The Arnold Power Station is a hydroelectric facility fed from Lake Brunner on the Arnold River in West Coast, New Zealand, owned and operated by Manawa Energy. Commissioned in 1932, the plant is rated at 3 MW and has an average annual output of 25 GWh.

==History==
Despite the pioneering achievements in supplying electricity to the town of Reefton in 1888, electricity was relatively late in coming to the settlements of the West Coast. The Grey Electric Power Board was established in October 1922, but at that stage, there was no immediate prospect of supply from the Government, and the Board was permitted to construct its own power scheme and associated transmission network. In 1923, a plan was developed to build a hydro-electric generating station on the Arnold River. However, to meet pressing demands for electricity supply from local residents this plan was postponed, and a coal-burning steam engine power station was built at Dobson in 1926. However, after only a year's operation, the level of demand was such that more capacity was required, and the planning for the Arnold River hydro scheme recommenced. Construction began in October 1929, and the power station was opened in September 1932. Electricity from the station was transmitted at 33 kV.

==Technical details==
The station was built with a concrete gravity dam, with an earth wing wall. An intake tunnel 11 ft in diameter and 1,650 ft long was built connecting to a surge chamber and two short penstocks. As originally constructed, the station had a head of 36 ft, but this was later increased to 42 ft. The Arnold station had two variable-pitch Kaplan turbines each driving generators rated at 1,500 kW.

==Connecting to the National Grid==
The settlements of the West Coast did not finally receive a supply of electricity from the National Grid until October 1938, when a 66 kV transmission line was completed from Lake Coleridge across the Southern Alps through Arthur's Pass to the West Coast. In anticipation of becoming connected to the National Grid, in 1937 the Grey Electric Power Board agreed to sell the Arnold River hydro-electric power station to the Government, and also to surrender its right to generate power.

== Further development ==
TrustPower had been planning a new hydroelectric power station at Arnold, with an output of 46 MW and average annual generation of 220 GWh.
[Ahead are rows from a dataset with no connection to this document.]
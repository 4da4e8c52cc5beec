//! Error codes for the rcgtk diagnostic system.
//!
//! Error codes are organized by phase:
//! - `E1xx` - Dialog block errors
//! - `E12x` - Asset manifest errors
//! - `Wxxx` - Recoverable translation warnings

use std::fmt;

/// Error codes for categorizing diagnostics.
#[derive(Debug, Clone, Copy, PartialEq, Eq, Hash)]
pub enum ErrorCode {
    // =========================================================================
    // Dialog Block Errors (E1xx)
    // =========================================================================
    /// Incomplete input.
    ///
    /// The input ended before the `BEGIN` or `END` marker of the dialog block.
    E101,

    /// Argument count mismatch.
    ///
    /// A control directive has fewer or more arguments than its kind accepts.
    E102,

    /// Invalid numeric argument.
    ///
    /// A coordinate or extent argument is not an integer.
    E103,

    /// Dialog declaration not found.
    ///
    /// No `<ID> DIALOG` or `<ID> DIALOGEX` line precedes the anchor.
    E110,

    /// Anchor text not found.
    ///
    /// The text used to locate the dialog does not occur in the source.
    E111,

    // =========================================================================
    // Asset Manifest Errors (E12x)
    // =========================================================================
    /// Unknown resource item.
    ///
    /// A line mentioning `RCDATA` does not have it as its resource type.
    E120,

    /// Invalid resource location.
    ///
    /// The location of an `RCDATA` resource is not a quoted string.
    E121,

    /// Unexpected resource location prefix.
    ///
    /// The location does not start with the configured source prefix.
    E122,

    // =========================================================================
    // Translation Warnings (Wxxx)
    // =========================================================================
    /// Unresolved identifier.
    ///
    /// A control identifier is missing from the symbol table and was used
    /// verbatim.
    W001,

    /// Unsupported control style.
    ///
    /// A `CONTROL` directive has a class or style combination without a
    /// widget counterpart.
    W002,

    /// Unsupported element.
    ///
    /// A body directive kind has no widget counterpart.
    W003,
}

impl ErrorCode {
    /// Returns the code as a string (e.g., "E101").
    pub fn as_str(&self) -> &'static str {
        match self {
            ErrorCode::E101 => "E101",
            ErrorCode::E102 => "E102",
            ErrorCode::E103 => "E103",
            ErrorCode::E110 => "E110",
            ErrorCode::E111 => "E111",
            ErrorCode::E120 => "E120",
            ErrorCode::E121 => "E121",
            ErrorCode::E122 => "E122",
            ErrorCode::W001 => "W001",
            ErrorCode::W002 => "W002",
            ErrorCode::W003 => "W003",
        }
    }

    /// Returns `true` for codes that mark a widget placeholder in the output.
    pub fn is_placeholder(&self) -> bool {
        matches!(self, ErrorCode::W002 | ErrorCode::W003)
    }
}

impl fmt::Display for ErrorCode {
    fn fmt(&self, f: &mut fmt::Formatter<'_>) -> fmt::Result {
        write!(f, "{}", self.as_str())
    }
}
//! Targeted corrections applied around element translation.
//!
//! Some controls translate correctly in general but look wrong in the
//! generated grid. Instead of special-casing them in the translator, each
//! correction is an [`OverrideRule`]: a predicate plus an optional rewrite of
//! the directive before translation and of the fragment after it.
//!
//! Rules are applied in list order and every matching rule applies.

use std::fmt;

use log::trace;

use rcgtk_core::grid::GridRatios;
use rcgtk_parser::Directive;

/// One correction hook.
pub trait OverrideRule: fmt::Debug {
    /// Short name used in logs.
    fn name(&self) -> &'static str;

    /// Returns `true` if the rule applies to `directive`.
    fn matches(&self, directive: &Directive) -> bool;

    /// Rewrites the directive before it is translated.
    fn rewrite_input(&self, directive: Directive) -> Directive {
        directive
    }

    /// Rewrites the fragment produced for `directive`.
    fn rewrite_output(&self, fragment: String, _directive: &Directive) -> String {
        fragment
    }
}

/// Forces combo boxes to a single grid row.
///
/// A combo box height in the source covers its drop-down list, which would
/// otherwise stretch the row span.
#[derive(Debug, Clone, Copy, PartialEq)]
pub struct ComboBoxHeight {
    height: u32,
}

impl ComboBoxHeight {
    const HEIGHT_ARGUMENT: usize = 4;

    /// Creates the rule for a grid whose rows are `ratios.row_ratio` units
    /// tall.
    pub fn new(ratios: GridRatios) -> Self {
        Self {
            height: ratios.row_ratio.ceil() as u32,
        }
    }

    pub fn height(&self) -> u32 {
        self.height
    }
}

impl OverrideRule for ComboBoxHeight {
    fn name(&self) -> &'static str {
        "combo-box-height"
    }

    fn matches(&self, directive: &Directive) -> bool {
        directive.is("COMBOBOX")
    }

    fn rewrite_input(&self, mut directive: Directive) -> Directive {
        directive.set_argument(Self::HEIGHT_ARGUMENT, self.height.to_string());
        directive
    }
}

/// An ordered list of [`OverrideRule`]s.
#[derive(Debug, Default)]
pub struct OverrideRules {
    rules: Vec<Box<dyn OverrideRule>>,
}

impl OverrideRules {
    /// Creates an empty list.
    pub fn new() -> Self {
        Self::default()
    }

    /// The rules every conversion uses unless configured otherwise.
    pub fn standard(ratios: GridRatios) -> Self {
        Self::new().with_rule(ComboBoxHeight::new(ratios))
    }

    /// Appends a rule; it runs after the rules already in the list.
    pub fn with_rule(mut self, rule: impl OverrideRule + 'static) -> Self {
        self.rules.push(Box::new(rule));
        self
    }

    pub fn len(&self) -> usize {
        self.rules.len()
    }

    pub fn is_empty(&self) -> bool {
        self.rules.is_empty()
    }

    /// Runs the input rewrites. Each rule is tested against the directive as
    /// rewritten by the rules before it.
    pub fn apply_input(&self, mut directive: Directive) -> Directive {
        for rule in &self.rules {
            if rule.matches(&directive) {
                trace!(rule = rule.name(), directive = directive.name(); "Rewriting directive");
                directive = rule.rewrite_input(directive);
            }
        }
        directive
    }

    /// Runs the output rewrites against the fragment built for `directive`.
    pub fn apply_output(&self, mut fragment: String, directive: &Directive) -> String {
        for rule in &self.rules {
            if rule.matches(directive) {
                trace!(rule = rule.name(), directive = directive.name(); "Rewriting fragment");
                fragment = rule.rewrite_output(fragment, directive);
            }
        }
        fragment
    }
}

#[cfg(test)]
mod tests {
    use rcgtk_parser::tokenize;

    use super::*;

    #[derive(Debug)]
    struct Rename(&'static str, &'static str);

    impl OverrideRule for Rename {
        fn name(&self) -> &'static str {
            "rename"
        }

        fn matches(&self, directive: &Directive) -> bool {
            directive.is(self.0)
        }

        fn rewrite_input(&self, directive: Directive) -> Directive {
            let span = directive.span();
            let (_, arguments) = directive.into_parts();
            Directive::new(self.1, arguments, span)
        }
    }

    #[derive(Debug)]
    struct Suffix(&'static str);

    impl OverrideRule for Suffix {
        fn name(&self) -> &'static str {
            "suffix"
        }

        fn matches(&self, _directive: &Directive) -> bool {
            true
        }

        fn rewrite_output(&self, fragment: String, _directive: &Directive) -> String {
            fragment + self.0
        }
    }

    fn directive(line: &str) -> Directive {
        tokenize(line).remove(0)
    }

    #[test]
    fn test_combo_box_height() {
        let rules = OverrideRules::standard(GridRatios::default());

        let rewritten = rules.apply_input(directive("COMBOBOX IDC_DEVICE,8,30,196,120,CBS_DROPDOWNLIST"));

        assert_eq!(rewritten.argument(4), Some("4"));
        assert_eq!(rewritten.argument(5), Some("CBS_DROPDOWNLIST"));
    }

    #[test]
    fn test_combo_box_height_ignores_other_directives() {
        let rules = OverrideRules::standard(GridRatios::default());

        let rewritten = rules.apply_input(directive("EDITTEXT IDC_A,8,30,196,120"));

        assert_eq!(rewritten.argument(3), Some("196"));
        assert_eq!(rewritten.argument(4), Some("120"));
    }

    #[test]
    fn test_short_combo_box_is_left_alone() {
        let rules = OverrideRules::standard(GridRatios::default());

        let rewritten = rules.apply_input(directive("COMBOBOX IDC_DEVICE,8,30"));

        assert_eq!(rewritten.arguments().len(), 3);
    }

    #[test]
    fn test_rules_apply_in_order() {
        let rules = OverrideRules::new()
            .with_rule(Rename("RTEXT", "CTEXT"))
            .with_rule(Rename("CTEXT", "LTEXT"));

        let rewritten = rules.apply_input(directive("RTEXT \"A\",IDC_A,1,2,3,4"));
        assert_eq!(rewritten.name(), "LTEXT");

        let reversed = OverrideRules::new()
            .with_rule(Rename("CTEXT", "LTEXT"))
            .with_rule(Rename("RTEXT", "CTEXT"));
        let rewritten = reversed.apply_input(directive("RTEXT \"A\",IDC_A,1,2,3,4"));
        assert_eq!(rewritten.name(), "CTEXT");
    }

    #[test]
    fn test_every_matching_output_rule_applies() {
        let rules = OverrideRules::new().with_rule(Suffix("a")).with_rule(Suffix("b"));

        let fragment = rules.apply_output("x".to_string(), &directive("END"));

        assert_eq!(fragment, "xab");
    }
}
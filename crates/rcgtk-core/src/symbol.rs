//! Symbolic identifier table.
//!
//! Controls in a resource script refer to their identifiers by macro name
//! (`IDC_DEVICE`). The numeric values live in a C header and are recovered by
//! an external preprocessing step; this module only stores the result.

use std::collections::HashMap;

/// Read-only mapping from symbolic name to its raw value.
///
/// # Examples
///
/// ```
/// # use rcgtk_core::symbol::SymbolTable;
/// let table: SymbolTable = [("IDC_DEVICE", "1001")].into_iter().collect();
///
/// assert_eq!(table.get("IDC_DEVICE"), Some("1001"));
/// assert_eq!(table.get("IDC_MISSING"), None);
/// ```
#[derive(Debug, Clone, Default, PartialEq, Eq)]
pub struct SymbolTable {
    entries: HashMap<String, String>,
}

impl SymbolTable {
    /// Creates an empty table.
    pub fn new() -> Self {
        Self::default()
    }

    /// Adds or replaces a definition.
    pub fn insert(&mut self, name: impl Into<String>, value: impl Into<String>) {
        self.entries.insert(name.into(), value.into());
    }

    /// Looks up the raw value of `name`.
    pub fn get(&self, name: &str) -> Option<&str> {
        self.entries.get(name).map(String::as_str)
    }

    pub fn contains(&self, name: &str) -> bool {
        self.entries.contains_key(name)
    }

    pub fn len(&self) -> usize {
        self.entries.len()
    }

    pub fn is_empty(&self) -> bool {
        self.entries.is_empty()
    }
}

impl<K, V> FromIterator<(K, V)> for SymbolTable
where
    K: Into<String>,
    V: Into<String>,
{
    fn from_iter<I: IntoIterator<Item = (K, V)>>(iter: I) -> Self {
        let mut table = Self::new();
        for (name, value) in iter {
            table.insert(name, value);
        }
        table
    }
}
Consents for this project were granted by the Grey District and West Coast Regional Councils in November 2008. Though the resource consents were upheld by the Environment Court in 2010, the project was put on hold indefinitely in 2012 due to changes in economic conditions.

In September 2019 Trustpower said that the scheme was unlikely to proceed as it was not economically viable. Consents for the scheme lapsed in December 2020.